I tried looking for a solution using a combination of charindex
, substring
, exists
or like
operators but failed to come up with any solution, and MS SQL Server has no suitable regexp
operator that I know of. Is there something similar to a like
operator to check for multiple strings on MS SQL Server, or are there better methods to do this? The size of substrings
in Table1 is in the order 10^2-10^3 and is dynamically changing, so I cannot hardcode as described in this post.
One solution would be to use use CHARINDEX()

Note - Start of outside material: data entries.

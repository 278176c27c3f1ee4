//! Composition of [`EventSink`] stages into a single processing chain.

use crate::{error::PipelineBuildError, sink::EventSink};

/// A pipeline stage: a sink transformer installed around a downstream sink.
///
/// A stage receives the already-built downstream chain and returns the sink
/// that upstream events should enter. Construction may fail, for example on
/// invalid stage configuration.
pub trait Stage {
    /// Wraps `downstream` and returns the stage's inbound sink.
    ///
    /// # Errors
    ///
    /// Returns [`PipelineBuildError`] if the stage cannot be built; the
    /// pipeline builder stamps the failing stage's position onto it.
    fn install<'a>(
        self: Box<Self>,
        downstream: Box<dyn EventSink + 'a>,
    ) -> Result<Box<dyn EventSink + 'a>, PipelineBuildError>;
}

/// An ordered collection of [`Stage`]s, assembled front to back.
///
/// The first stage added is the outermost: events enter it first and leave
/// the last stage into the terminal sink, mirroring left-to-right
/// composition order.
///
/// # Examples
///
/// ```
/// use jsonpull::{EventSink, Flow, ParseEvent, Pipeline, PipelineBuildError, Stage};
///
/// /// Drops `Null` events, forwarding everything else.
/// struct DropNulls;
///
/// struct DropNullsSink<'a>(Box<dyn EventSink + 'a>);
///
/// impl EventSink for DropNullsSink<'_> {
///     fn accept(&mut self, event: ParseEvent) -> Flow {
///         if event == ParseEvent::Null {
///             Flow::Continue
///         } else {
///             self.0.accept(event)
///         }
///     }
/// }
///
/// impl Stage for DropNulls {
///     fn install<'a>(
///         self: Box<Self>,
///         downstream: Box<dyn EventSink + 'a>,
///     ) -> Result<Box<dyn EventSink + 'a>, PipelineBuildError> {
///         Ok(Box::new(DropNullsSink(downstream)))
///     }
/// }
///
/// let mut sink = Pipeline::new()
///     .stage(DropNulls)
///     .build(Vec::<ParseEvent>::new())
///     .unwrap();
/// sink.accept(ParseEvent::Null);
/// sink.accept(ParseEvent::Boolean(true));
/// ```
#[derive(Default)]
pub struct Pipeline<'a> {
    stages: Vec<Box<dyn Stage + 'a>>,
}

impl<'a> Pipeline<'a> {
    /// Creates an empty pipeline.
    #[must_use]
    pub fn new() -> Self {
        Self { stages: Vec::new() }
    }

    /// Appends a stage. Stages run in the order added.
    #[must_use]
    pub fn stage(mut self, stage: impl Stage + 'a) -> Self {
        self.stages.push(Box::new(stage));
        self
    }

    /// Assembles the chain around `sink` and returns the entry sink.
    ///
    /// Stages are installed back to front so that the first stage added
    /// ends up outermost. An empty pipeline returns `sink` unchanged
    /// (boxed).
    ///
    /// # Errors
    ///
    /// Returns the first stage's [`PipelineBuildError`], with
    /// [`index`](PipelineBuildError::index) set to the failing stage's
    /// position in the order added.
    pub fn build(
        self,
        sink: impl EventSink + 'a,
    ) -> Result<Box<dyn EventSink + 'a>, PipelineBuildError> {
        let mut chain: Box<dyn EventSink + 'a> = Box::new(sink);
        for (index, stage) in self.stages.into_iter().enumerate().rev() {
            chain = stage.install(chain).map_err(|mut err| {
                err.index = index;
                err
            })?;
        }
        Ok(chain)
    }

    /// The number of stages added so far.
    #[must_use]
    pub fn len(&self) -> usize {
        self.stages.len()
    }

    /// Whether no stages have been added.
    #[must_use]
    pub fn is_empty(&self) -> bool {
        self.stages.is_empty()
    }
}
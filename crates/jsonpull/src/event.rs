//! Events emitted by the parser.
//!
//! [`ParseEvent`] enumerates everything the tokenizer can report: one
//! variant per scalar token plus the structural boundaries of maps and
//! arrays. Map keys are a distinct variant so consumers can tell a key from
//! a scalar string without tracking container context.

use crate::number::Number;

/// One parsed token or structural boundary.
///
/// Events arrive in strict document order; a well-formed document always
/// yields balanced `StartMap`/`EndMap` and `StartArray`/`EndArray` pairs
/// with every `MapKey` immediately followed by the events of its value.
///
/// # Examples
///
/// ```
/// use jsonpull::{ParseEvent, ParserOptions, PushParser};
///
/// let mut parser = PushParser::new(Vec::new(), ParserOptions::default());
/// parser.feed(b"[null]").unwrap();
/// parser.close().unwrap();
/// assert_eq!(
///     parser.into_sink(),
///     vec![
///         ParseEvent::StartArray,
///         ParseEvent::Null,
///         ParseEvent::EndArray,
///     ]
/// );
/// ```
#[cfg_attr(feature = "serde", derive(serde::Serialize, serde::Deserialize))]
#[cfg_attr(feature = "serde", serde(tag = "kind", content = "value"))]
#[derive(Debug, Clone, PartialEq, Eq)]
pub enum ParseEvent {
    /// A JSON `null`.
    Null,
    /// A JSON `true` or `false`.
    Boolean(bool),
    /// A JSON number, preserved exactly.
    Number(Number),
    /// A JSON string value (never a map key).
    String(String),
    /// Marks the start of a JSON object.
    StartMap,
    /// An object member name.
    MapKey(String),
    /// Marks the end of a JSON object.
    EndMap,
    /// Marks the start of a JSON array.
    StartArray,
    /// Marks the end of a JSON array.
    EndArray,
}

impl ParseEvent {
    /// Returns `true` for scalar value events (null, boolean, number,
    /// string), `false` for map keys and structural boundaries.
    #[must_use]
    pub fn is_scalar(&self) -> bool {
        matches!(
            self,
            Self::Null | Self::Boolean(_) | Self::Number(_) | Self::String(_)
        )
    }

    /// Returns the key if this event is a [`MapKey`], otherwise `None`.
    ///
    /// [`MapKey`]: ParseEvent::MapKey
    #[must_use]
    pub fn as_map_key(&self) -> Option<&str> {
        if let Self::MapKey(key) = self {
            Some(key)
        } else {
            None
        }
    }
}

to check if a string contains another string:
SELECT t2.*, t1.substring
FROM table2 t2
INNER JOIN table1 t1 ON CHARINDEX(t1.substring, t2.comment) > 0
If you want to see also comments that do not have a matched substring, you can use LEFT JOIN
instead of INNER JOIN
.
LIKE
would get the job done as well:
SELECT t2.*, t1.substring
FROM table2 t2
INNER JOIN table1 t1 ON t2.comment LIKE CONCAT('%', t1.substring, '%')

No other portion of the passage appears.